One important issue is the lack of ability to program a delta between
HS/HU-mode cycles and VS/VU-mode cycles.  Without this, it's impossible
to do virtual machine migration (except with hcounteren
trap-and-emulate, which I think we agree is not acceptable).  I found
the open issue at https://github.com/riscv/riscv-isa-manual/issues/298
and commented on it.

Paolo
Anup Patel July 31, 2019, 7:18 a.m.
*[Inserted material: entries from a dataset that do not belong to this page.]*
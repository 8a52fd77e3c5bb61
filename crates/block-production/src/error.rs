//! Error types for block production

use shared_types::{Address, Hash, U256};
use thiserror::Error;

fn short(hash: &Hash) -> String {
    hex::encode(&hash[..4])
}

/// Result type alias for block production operations
pub type Result<T> = std::result::Result<T, BlockProductionError>;

/// The block gas pool cannot cover a transaction's gas ceiling.
#[derive(Debug, Clone, Copy, PartialEq, Eq, Error)]
#[error("gas limit reached: have {have}, want {want}")]
pub struct GasPoolError {
    /// Gas remaining in the pool
    pub have: u64,
    /// Gas requested
    pub want: u64,
}

/// Failure to apply one transaction.
#[derive(Debug, Clone, PartialEq, Eq, Error)]
pub enum ExecutionError {
    /// The block has no room left for this transaction's gas ceiling
    #[error(transparent)]
    GasLimitReached(#[from] GasPoolError),

    /// Nonce already used
    #[error("nonce too low: account has {state}, tx has {tx}")]
    NonceTooLow {
        /// Nonce recorded in state
        state: u64,
        /// Nonce carried by the transaction
        tx: u64,
    },

    /// Nonce gap
    #[error("nonce too high: account has {state}, tx has {tx}")]
    NonceTooHigh {
        /// Nonce recorded in state
        state: u64,
        /// Nonce carried by the transaction
        tx: u64,
    },

    /// Sender cannot pay `value + gas_price * gas_limit`
    #[error("insufficient funds: balance {balance}, cost {cost}")]
    InsufficientFunds {
        /// Sender balance
        balance: U256,
        /// Upfront cost
        cost: U256,
    },

    /// Gas ceiling below the intrinsic cost
    #[error("intrinsic gas too low: need {need}, limit {limit}")]
    IntrinsicGas {
        /// Intrinsic gas of the transaction
        need: u64,
        /// Gas ceiling of the transaction
        limit: u64,
    },

    /// Replay-protected signature for a different chain
    #[error("invalid chain id: expected {expected}, got {got}")]
    InvalidChainId {
        /// Chain id of this network
        expected: u64,
        /// Chain id in the signature
        got: u64,
    },

    /// Execution aborted
    #[error("execution reverted: {0}")]
    Reverted(String),

    /// State access failed
    #[error("state error: {0}")]
    State(String),
}

impl ExecutionError {
    /// Whether this is the block-level gas exhaustion signal. Every other
    /// variant condemns the transaction itself.
    pub fn is_gas_limit(&self) -> bool {
        matches!(self, Self::GasLimitReached(_))
    }
}

/// Rejection of an uncle candidate.
#[derive(Debug, Clone, PartialEq, Eq, Error)]
pub enum UncleError {
    /// Already included in this block
    #[error("uncle not unique")]
    NotUnique,

    /// Its parent is not one of the recent ancestors
    #[error("uncle's parent unknown ({})", short(.0))]
    UnknownAncestor(Hash),

    /// Already an ancestor or already referenced as an uncle by one
    #[error("uncle already in family ({})", short(.0))]
    AlreadyInFamily(Hash),
}

/// Header consensus-rule violation.
#[derive(Debug, Clone, PartialEq, Eq, Error)]
pub enum HeaderError {
    /// Parent header not available
    #[error("unknown parent {}", short(.0))]
    UnknownParent(Hash),

    /// Number is not parent + 1
    #[error("invalid block number: have {have}, want {want}")]
    InvalidNumber {
        /// Header number
        have: u64,
        /// Expected number
        want: u64,
    },

    /// Timestamp not after the parent's
    #[error("timestamp {time} not after parent timestamp {parent_time}")]
    InvalidTimestamp {
        /// Header timestamp
        time: u64,
        /// Parent timestamp
        parent_time: u64,
    },

    /// Timestamp beyond the local clock allowance. Informational for
    /// self-mined blocks.
    #[error("future block: timestamp {time} > now {now}")]
    FutureBlock {
        /// Header timestamp
        time: u64,
        /// Local clock
        now: u64,
    },

    /// Extra data too long
    #[error("extra data too long: {len} > {max}")]
    ExtraDataTooLong {
        /// Length of the extra data
        len: usize,
        /// Maximum length
        max: usize,
    },

    /// Gas used above the gas limit
    #[error("gas used {used} exceeds gas limit {limit}")]
    GasUsedExceedsLimit {
        /// Gas used
        used: u64,
        /// Gas limit
        limit: u64,
    },

    /// Gas limit outside the allowed step from the parent
    #[error("invalid gas limit {have} (parent {parent})")]
    InvalidGasLimit {
        /// Header gas limit
        have: u64,
        /// Parent gas limit
        parent: u64,
    },

    /// Difficulty differs from the computed value
    #[error("invalid difficulty: have {have}, want {want}")]
    InvalidDifficulty {
        /// Header difficulty
        have: U256,
        /// Expected difficulty
        want: U256,
    },

    /// Seal does not satisfy the difficulty
    #[error("invalid proof-of-work seal")]
    InvalidSeal,
}

impl HeaderError {
    /// Whether the only objection is a timestamp ahead of the local clock.
    pub fn is_future_block(&self) -> bool {
        matches!(self, Self::FutureBlock { .. })
    }
}

/// State database failure.
#[derive(Debug, Clone, PartialEq, Eq, Error)]
pub enum StateError {
    /// No state stored under this root
    #[error("missing state root {}", short(.0))]
    MissingRoot(Hash),

    /// Persisting the state failed
    #[error("state commit failed: {0}")]
    Commit(String),
}

/// Chain store failure.
#[derive(Debug, Clone, PartialEq, Eq, Error)]
pub enum ChainError {
    /// Parent block unknown
    #[error("unknown parent {}", short(.0))]
    UnknownParent(Hash),

    /// Header check failed during import
    #[error("invalid header: {0}")]
    Header(#[from] HeaderError),

    /// Transaction failed during re-execution
    #[error("invalid transaction {index}: {source}")]
    Execution {
        /// Position in the block
        index: usize,
        /// Execution failure
        source: ExecutionError,
    },

    /// Re-execution produced a different post-state
    #[error("state root mismatch: header {}, computed {}", short(.header), short(.computed))]
    StateRootMismatch {
        /// Root in the header
        header: Hash,
        /// Root after re-execution
        computed: Hash,
    },

    /// Re-execution consumed a different amount of gas
    #[error("gas used mismatch: header {header}, computed {computed}")]
    GasUsedMismatch {
        /// Gas used in the header
        header: u64,
        /// Gas used after re-execution
        computed: u64,
    },

    /// State access failed
    #[error(transparent)]
    State(#[from] StateError),

    /// Persisting failed
    #[error("write failed: {0}")]
    Write(String),

    /// Generating blocks to import failed
    #[error(transparent)]
    Generate(#[from] ChainMakerError),
}

/// Failure while generating a synthetic chain.
#[derive(Debug, Clone, PartialEq, Eq, Error)]
pub enum ChainMakerError {
    /// Coinbase set twice
    #[error("coinbase can only be set once")]
    CoinbaseAlreadySet,

    /// Coinbase set after transactions were added
    #[error("coinbase must be set before adding transactions")]
    CoinbaseAfterTransactions,

    /// Referenced block out of range
    #[error("block index {index} out of range ({len} blocks generated)")]
    BlockIndexOutOfRange {
        /// Requested index
        index: isize,
        /// Blocks generated so far
        len: usize,
    },

    /// Time offset would not advance past the parent
    #[error("block time out of range")]
    TimeOutOfRange,

    /// Account not present in the generated state
    #[error("account {} does not exist", hex::encode(.0))]
    MissingAccount(Address),

    /// Transaction failed to apply
    #[error("transaction failed: {0}")]
    Execution(#[from] ExecutionError),

    /// Parent state unavailable
    #[error("parent state unavailable: {0}")]
    MissingState(StateError),

    /// Committing generated state failed
    #[error("state commit failed: {0}")]
    StateCommit(StateError),
}

/// Errors surfaced by the block producer itself
#[derive(Debug, Error)]
pub enum BlockProductionError {
    /// Invalid configuration
    #[error("Invalid configuration: {0}")]
    InvalidConfig(String),

    /// Chain config could not be parsed
    #[error("Chain config parse error: {0}")]
    ConfigParse(#[from] serde_json::Error),

    /// Chain config file could not be read
    #[error("Chain config read error: {0}")]
    ConfigRead(#[from] std::io::Error),

    /// Parent state for the next block unavailable
    #[error("State error: {0}")]
    State(#[from] StateError),

    /// Chain store rejected an operation
    #[error("Chain error: {0}")]
    Chain(#[from] ChainError),
}

impl BlockProductionError {
    /// Check if error is recoverable (the next cycle may succeed)
    pub fn is_recoverable(&self) -> bool {
        matches!(self, Self::State(StateError::MissingRoot(_)) | Self::Chain(_))
    }

    /// Check if error is critical (the producer cannot continue)
    pub fn is_critical(&self) -> bool {
        matches!(
            self,
            Self::InvalidConfig(_)
                | Self::ConfigParse(_)
                | Self::ConfigRead(_)
                | Self::State(StateError::Commit(_))
        )
    }
}
//! # Core Domain Entities
//!
//! Chain entities exchanged between the miner, the chain store, the
//! transaction pool and the execution environment.
//!
//! ## Identity
//!
//! Every entity is identified by the keccak-256 digest of its canonical
//! byte encoding (see [`BlockHeader::encode`]). Roots in the header are
//! ordered commitments over the contained items.

use serde::{Deserialize, Serialize};
use serde_with::{serde_as, Bytes};

use crate::bloom::Bloom;
use crate::hashing::{keccak256, ordered_root};

// Re-export U256 from primitive-types for use across all crates
pub use primitive_types::U256;

/// A 32-byte keccak digest.
pub type Hash = [u8; 32];

/// A 20-byte account address.
pub type Address = [u8; 20];

/// A 64-byte `r || s` transaction signature.
pub type Signature = [u8; 64];

/// The all-zero hash.
pub const ZERO_HASH: Hash = [0u8; 32];

/// The all-zero address.
pub const ZERO_ADDRESS: Address = [0u8; 20];

fn push_u256(buffer: &mut Vec<u8>, value: &U256) {
    let mut bytes = [0u8; 32];
    value.to_big_endian(&mut bytes);
    buffer.extend_from_slice(&bytes);
}

fn push_bytes(buffer: &mut Vec<u8>, data: &[u8]) {
    buffer.extend_from_slice(&(data.len() as u64).to_be_bytes());
    buffer.extend_from_slice(data);
}

// =============================================================================
// HEADER
// =============================================================================

/// Block header.
#[derive(Debug, Clone, PartialEq, Eq, Serialize, Deserialize, Default)]
pub struct BlockHeader {
    /// Hash of the parent block.
    pub parent_hash: Hash,
    /// Commitment over the uncle headers.
    pub uncles_hash: Hash,
    /// Beneficiary of the block reward.
    pub coinbase: Address,
    /// State root after applying the block.
    pub state_root: Hash,
    /// Commitment over the transactions.
    pub transactions_root: Hash,
    /// Commitment over the receipts.
    pub receipts_root: Hash,
    /// Union of the receipts' blooms.
    pub logs_bloom: Bloom,
    /// Proof-of-work difficulty.
    pub difficulty: U256,
    /// Height in the chain.
    pub number: u64,
    /// Gas ceiling for the block.
    pub gas_limit: u64,
    /// Gas consumed by the included transactions.
    pub gas_used: u64,
    /// Unix timestamp (seconds).
    pub timestamp: u64,
    /// Free-form miner data.
    pub extra_data: Vec<u8>,
    /// Proof-of-work mix digest.
    pub mix_digest: Hash,
    /// Proof-of-work nonce.
    pub nonce: u64,
}

impl BlockHeader {
    /// Canonical encoding of the header without the seal fields.
    #[must_use]
    pub fn encode_unsealed(&self) -> Vec<u8> {
        let mut bytes = Vec::with_capacity(512 + self.extra_data.len());
        bytes.extend_from_slice(&self.parent_hash);
        bytes.extend_from_slice(&self.uncles_hash);
        bytes.extend_from_slice(&self.coinbase);
        bytes.extend_from_slice(&self.state_root);
        bytes.extend_from_slice(&self.transactions_root);
        bytes.extend_from_slice(&self.receipts_root);
        bytes.extend_from_slice(&self.logs_bloom.0);
        push_u256(&mut bytes, &self.difficulty);
        bytes.extend_from_slice(&self.number.to_be_bytes());
        bytes.extend_from_slice(&self.gas_limit.to_be_bytes());
        bytes.extend_from_slice(&self.gas_used.to_be_bytes());
        bytes.extend_from_slice(&self.timestamp.to_be_bytes());
        push_bytes(&mut bytes, &self.extra_data);
        bytes
    }

    /// Canonical encoding of the full header.
    #[must_use]
    pub fn encode(&self) -> Vec<u8> {
        let mut bytes = self.encode_unsealed();
        bytes.extend_from_slice(&self.mix_digest);
        bytes.extend_from_slice(&self.nonce.to_be_bytes());
        bytes
    }

    /// Block hash.
    #[must_use]
    pub fn hash(&self) -> Hash {
        keccak256(&self.encode())
    }

    /// Hash the proof-of-work search runs over.
    #[must_use]
    pub fn seal_hash(&self) -> Hash {
        keccak256(&self.encode_unsealed())
    }
}

// =============================================================================
// TRANSACTIONS
// =============================================================================

/// A signed transaction whose sender has already been recovered.
#[serde_as]
#[derive(Debug, Clone, PartialEq, Eq, Serialize, Deserialize)]
pub struct SignedTransaction {
    /// Sender address.
    pub from: Address,
    /// Recipient, `None` for contract creation.
    pub to: Option<Address>,
    /// Amount transferred.
    pub value: U256,
    /// Sender nonce.
    pub nonce: u64,
    /// Price offered per unit of gas.
    pub gas_price: U256,
    /// Gas ceiling for this transaction.
    pub gas_limit: u64,
    /// Call data.
    pub data: Vec<u8>,
    /// Recovery id. 27/28 for unprotected signatures, `chain_id * 2 + 35/36`
    /// for replay-protected ones.
    pub v: u64,
    /// `r || s`.
    #[serde_as(as = "Bytes")]
    pub signature: Signature,
}

impl Default for SignedTransaction {
    fn default() -> Self {
        Self {
            from: ZERO_ADDRESS,
            to: None,
            value: U256::zero(),
            nonce: 0,
            gas_price: U256::zero(),
            gas_limit: 0,
            data: Vec::new(),
            v: 27,
            signature: [0u8; 64],
        }
    }
}

impl SignedTransaction {
    /// Transaction hash.
    #[must_use]
    pub fn hash(&self) -> Hash {
        let mut bytes = Vec::with_capacity(256 + self.data.len());
        bytes.extend_from_slice(&self.from);
        match &self.to {
            Some(to) => {
                bytes.push(1);
                bytes.extend_from_slice(to);
            }
            None => bytes.push(0),
        }
        push_u256(&mut bytes, &self.value);
        bytes.extend_from_slice(&self.nonce.to_be_bytes());
        push_u256(&mut bytes, &self.gas_price);
        bytes.extend_from_slice(&self.gas_limit.to_be_bytes());
        push_bytes(&mut bytes, &self.data);
        bytes.extend_from_slice(&self.v.to_be_bytes());
        bytes.extend_from_slice(&self.signature);
        keccak256(&bytes)
    }

    /// Recovered sender.
    #[must_use]
    pub fn sender(&self) -> Address {
        self.from
    }

    /// Whether the signature commits to a chain id.
    #[must_use]
    pub fn is_protected(&self) -> bool {
        self.v != 27 && self.v != 28
    }

    /// Chain id the signature commits to, if protected.
    #[must_use]
    pub fn chain_id(&self) -> Option<u64> {
        if self.is_protected() && self.v >= 35 {
            Some((self.v - 35) / 2)
        } else {
            None
        }
    }

    /// Upper bound on what the sender pays: `value + gas_price * gas_limit`.
    #[must_use]
    pub fn cost(&self) -> U256 {
        self.value
            .saturating_add(self.gas_price.saturating_mul(U256::from(self.gas_limit)))
    }
}

// =============================================================================
// RECEIPTS AND LOGS
// =============================================================================

/// An event record emitted during transaction execution.
#[derive(Debug, Clone, PartialEq, Eq, Serialize, Deserialize, Default)]
pub struct Log {
    /// Emitting account.
    pub address: Address,
    /// Indexed topics.
    pub topics: Vec<Hash>,
    /// Opaque payload.
    pub data: Vec<u8>,
    /// Number of the including block.
    pub block_number: u64,
    /// Hash of the emitting transaction.
    pub tx_hash: Hash,
    /// Position of the transaction in the block.
    pub tx_index: u32,
    /// Hash of the including block. Zero until the block is sealed.
    pub block_hash: Hash,
    /// Position of the log in the block.
    pub index: u32,
}

impl Log {
    fn encode_into(&self, bytes: &mut Vec<u8>) {
        bytes.extend_from_slice(&self.address);
        bytes.extend_from_slice(&(self.topics.len() as u64).to_be_bytes());
        for topic in &self.topics {
            bytes.extend_from_slice(topic);
        }
        push_bytes(bytes, &self.data);
    }
}

/// Post-execution status of a transaction.
#[derive(Debug, Clone, Copy, PartialEq, Eq, Serialize, Deserialize, Default)]
pub enum ReceiptStatus {
    /// Execution completed.
    #[default]
    Success,
    /// Execution failed; gas was still charged.
    Failed,
}

/// Outcome record of one included transaction.
#[derive(Debug, Clone, PartialEq, Eq, Serialize, Deserialize, Default)]
pub struct Receipt {
    /// Hash of the transaction.
    pub tx_hash: Hash,
    /// Post-execution status.
    pub status: ReceiptStatus,
    /// Gas consumed by the block up to and including this transaction.
    pub cumulative_gas_used: u64,
    /// Gas consumed by this transaction.
    pub gas_used: u64,
    /// Logs emitted by this transaction.
    pub logs: Vec<Log>,
    /// Bloom over `logs`.
    pub bloom: Bloom,
}

impl Receipt {
    /// Build a receipt, deriving the bloom from `logs`.
    #[must_use]
    pub fn new(
        tx_hash: Hash,
        status: ReceiptStatus,
        cumulative_gas_used: u64,
        gas_used: u64,
        logs: Vec<Log>,
    ) -> Self {
        let bloom = Bloom::from_logs(&logs);
        Self {
            tx_hash,
            status,
            cumulative_gas_used,
            gas_used,
            logs,
            bloom,
        }
    }

    /// Consensus hash of the receipt. Block-placement fields of the logs
    /// are not covered.
    #[must_use]
    pub fn hash(&self) -> Hash {
        let mut bytes = Vec::with_capacity(512);
        bytes.push(match self.status {
            ReceiptStatus::Success => 1,
            ReceiptStatus::Failed => 0,
        });
        bytes.extend_from_slice(&self.cumulative_gas_used.to_be_bytes());
        bytes.extend_from_slice(&self.bloom.0);
        for log in &self.logs {
            log.encode_into(&mut bytes);
        }
        keccak256(&bytes)
    }
}

// =============================================================================
// BLOCK
// =============================================================================

/// A block: header, transactions and uncle headers.
#[derive(Debug, Clone, PartialEq, Eq, Serialize, Deserialize, Default)]
pub struct Block {
    /// The header.
    pub header: BlockHeader,
    /// Included transactions, in execution order.
    pub transactions: Vec<SignedTransaction>,
    /// Referenced uncle headers.
    pub uncles: Vec<BlockHeader>,
}

impl Block {
    /// Assemble a block, deriving the transaction, receipt and uncle roots
    /// and the logs bloom from the contents.
    #[must_use]
    pub fn new(
        mut header: BlockHeader,
        transactions: Vec<SignedTransaction>,
        uncles: Vec<BlockHeader>,
        receipts: &[Receipt],
    ) -> Self {
        header.transactions_root = ordered_root(transactions.iter().map(SignedTransaction::hash));
        header.receipts_root = ordered_root(receipts.iter().map(Receipt::hash));
        header.uncles_hash = ordered_root(uncles.iter().map(BlockHeader::hash));
        let mut bloom = Bloom::default();
        for receipt in receipts {
            bloom.accrue_bloom(&receipt.bloom);
        }
        header.logs_bloom = bloom;
        Self {
            header,
            transactions,
            uncles,
        }
    }

    /// A body-less block carrying `header` as-is.
    #[must_use]
    pub fn with_header(header: BlockHeader) -> Self {
        Self {
            header,
            transactions: Vec::new(),
            uncles: Vec::new(),
        }
    }

    /// Copy of this block with the proof-of-work seal applied.
    #[must_use]
    pub fn with_seal(&self, nonce: u64, mix_digest: Hash) -> Self {
        let mut sealed = self.clone();
        sealed.header.nonce = nonce;
        sealed.header.mix_digest = mix_digest;
        sealed
    }

    /// Block hash.
    #[must_use]
    pub fn hash(&self) -> Hash {
        self.header.hash()
    }

    /// Block number.
    #[must_use]
    pub fn number(&self) -> u64 {
        self.header.number
    }

    /// Parent hash.
    #[must_use]
    pub fn parent_hash(&self) -> Hash {
        self.header.parent_hash
    }

    /// Reward beneficiary.
    #[must_use]
    pub fn coinbase(&self) -> Address {
        self.header.coinbase
    }

    /// Timestamp.
    #[must_use]
    pub fn timestamp(&self) -> u64 {
        self.header.timestamp
    }

    /// Difficulty.
    #[must_use]
    pub fn difficulty(&self) -> U256 {
        self.header.difficulty
    }
}
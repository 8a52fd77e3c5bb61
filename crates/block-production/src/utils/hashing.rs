//! Hashing utilities for proof-of-work sealing

use primitive_types::U256;
use sha2::{Digest, Sha256};
use shared_types::Hash;

/// Compute SHA-256 hash of data
#[inline]
pub fn sha256(data: &[u8]) -> [u8; 32] {
    let mut hasher = Sha256::new();
    hasher.update(data);
    let result = hasher.finalize();
    let mut output = [0u8; 32];
    output.copy_from_slice(&result);
    output
}

/// Compute double SHA-256 hash (Bitcoin-style)
#[inline]
pub fn sha256d(data: &[u8]) -> [u8; 32] {
    let first_hash = sha256(data);
    sha256(&first_hash)
}

/// Convert hash bytes to U256 (big-endian)
#[inline]
pub fn bytes_to_u256(bytes: &[u8; 32]) -> U256 {
    U256::from_big_endian(bytes)
}

/// Target a digest must not exceed at `difficulty` (`2^256 / difficulty`).
///
/// Difficulty zero or one accepts every digest.
#[inline]
pub fn target_for(difficulty: U256) -> U256 {
    if difficulty <= U256::one() {
        U256::MAX
    } else {
        U256::MAX / difficulty
    }
}

/// Digest a nonce is judged by: `sha256d(seal_hash ‖ nonce)`.
#[inline]
pub fn seal_digest(seal_hash: &Hash, nonce: u64) -> [u8; 32] {
    let mut bytes = [0u8; 40];
    bytes[..32].copy_from_slice(seal_hash);
    bytes[32..].copy_from_slice(&nonce.to_be_bytes());
    sha256d(&bytes)
}

/// Check if hash meets difficulty target
///
/// Returns true if hash <= target (more leading zeros = harder)
#[inline]
pub fn meets_difficulty(hash: &[u8; 32], target: U256) -> bool {
    bytes_to_u256(hash) <= target
}
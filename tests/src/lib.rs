//! # Block Production Test Suite
//!
//! ## Structure
//!
//! ```text
//! tests/src/
//! └── integration/      # Coordinator driven end to end over the event bus
//!     ├── fixtures.rs   # Shared node wiring
//!     ├── mining.rs     # Sealing, staleness, confirmation, uncles
//!     └── generation.rs # Deterministic chain generation
//! ```
//!
//! ## Running Tests
//!
//! ```bash
//! # All tests
//! cargo test -p miner-tests
//!
//! # Benchmarks
//! cargo bench -p miner-tests
//! ```

#![allow(unused_variables)]
#![allow(unused_imports)]
#![allow(dead_code)]

pub mod integration;
//! # Chain Generation
//!
//! Deterministically generated chains must import cleanly through full
//! validation and serve as a base for the coordinator.

#[cfg(test)]
mod tests {
    use crate::integration::fixtures::{transfer, Node, MINER, USER};
    use block_production::{
        generate_chain, make_header_chain, ChainMakerError, ChainStore, MinerConfig,
        StateDatabase, StateView,
    };
    use primitive_types::U256;

    #[test]
    fn test_three_empty_blocks_link_up() {
        let node = Node::new();
        let genesis = node.chain.current_block();

        let (blocks, receipts) =
            generate_chain(&node.context(), &genesis, 3, |_, _| Ok(())).unwrap();

        assert_eq!(blocks.len(), 3);
        assert_eq!(receipts.len(), 3);
        assert_eq!(blocks[0].parent_hash(), genesis.hash());
        for i in 0..2 {
            assert_eq!(blocks[i + 1].parent_hash(), blocks[i].hash());
        }
        let numbers: Vec<u64> = blocks.iter().map(|b| b.number()).collect();
        assert_eq!(numbers, vec![1, 2, 3]);
    }

    #[test]
    fn test_generated_chain_imports_with_full_validation() {
        let node = Node::new();
        let genesis = node.chain.current_block();
        let uncle = make_header_chain(&node.context(), &genesis, 1, 7).unwrap().remove(0);

        let (blocks, _) = generate_chain(&node.context(), &genesis, 3, |i, block| {
            match i {
                0 => {
                    let nonce = block.tx_nonce(&USER)?;
                    block.add_tx(transfer(USER, nonce, 1))?;
                }
                1 => block.add_uncle(uncle.clone()),
                _ => {
                    block.set_coinbase(MINER)?;
                    let nonce = block.tx_nonce(&USER)?;
                    block.add_tx(transfer(USER, nonce, 1))?;
                }
            }
            Ok(())
        })
        .unwrap();

        assert_eq!(node.chain.insert_chain(blocks.clone()).unwrap(), 3);
        assert_eq!(node.chain.current_block().hash(), blocks[2].hash());

        let state = node.chain.states().open(blocks[2].header.state_root).unwrap();
        assert_eq!(state.nonce(&USER), 2);
        assert!(state.balance(&uncle.coinbase) > U256::zero());
        assert!(state.balance(&MINER) > U256::zero());
    }

    #[test]
    fn test_unfunded_sender_aborts_generation() {
        let node = Node::new();
        let genesis = node.chain.current_block();

        let result = generate_chain(&node.context(), &genesis, 2, |_, block| {
            block.tx_nonce(&MINER).map(|_| ())
        });
        assert!(matches!(result, Err(ChainMakerError::MissingAccount(a)) if a == MINER));
    }

    #[tokio::test]
    async fn test_coordinator_builds_on_generated_chain() {
        let node = Node::new();
        let blocks = node.chain.extend_canonical(3, 1).unwrap();
        let miner = node.miner(MinerConfig::default()).await;

        let work = miner.current_work().await.unwrap();
        assert_eq!(work.header().number, 4);
        assert_eq!(work.header().parent_hash, blocks[2].hash());
    }
}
UTC | #8
On Wed, Jul 31, 2019 at 12:28 PM Paolo Bonzini <pbonzini@redhat.com> wrote:
>
> On 31/07/19 03:55, Atish Patra wrote:
> > On Tue, 2019-07-30 at 13:26 +0200, Paolo Bonzini wrote:
> >> On 29/07/19 13:57, Anup Patel wrote:
> >>> +   if (delta_ns > VCPU_TIMER_PROGRAM_THRESHOLD_NS) {
> >>> +           hrtimer_start(&t->hrt, ktime_add_ns(ktime_get(),
> >>> delta_ns),
> >>
> >> I think the guest would prefer if you saved the time before enabling
> >> interrupts on the host, and use that here instead of ktime_get().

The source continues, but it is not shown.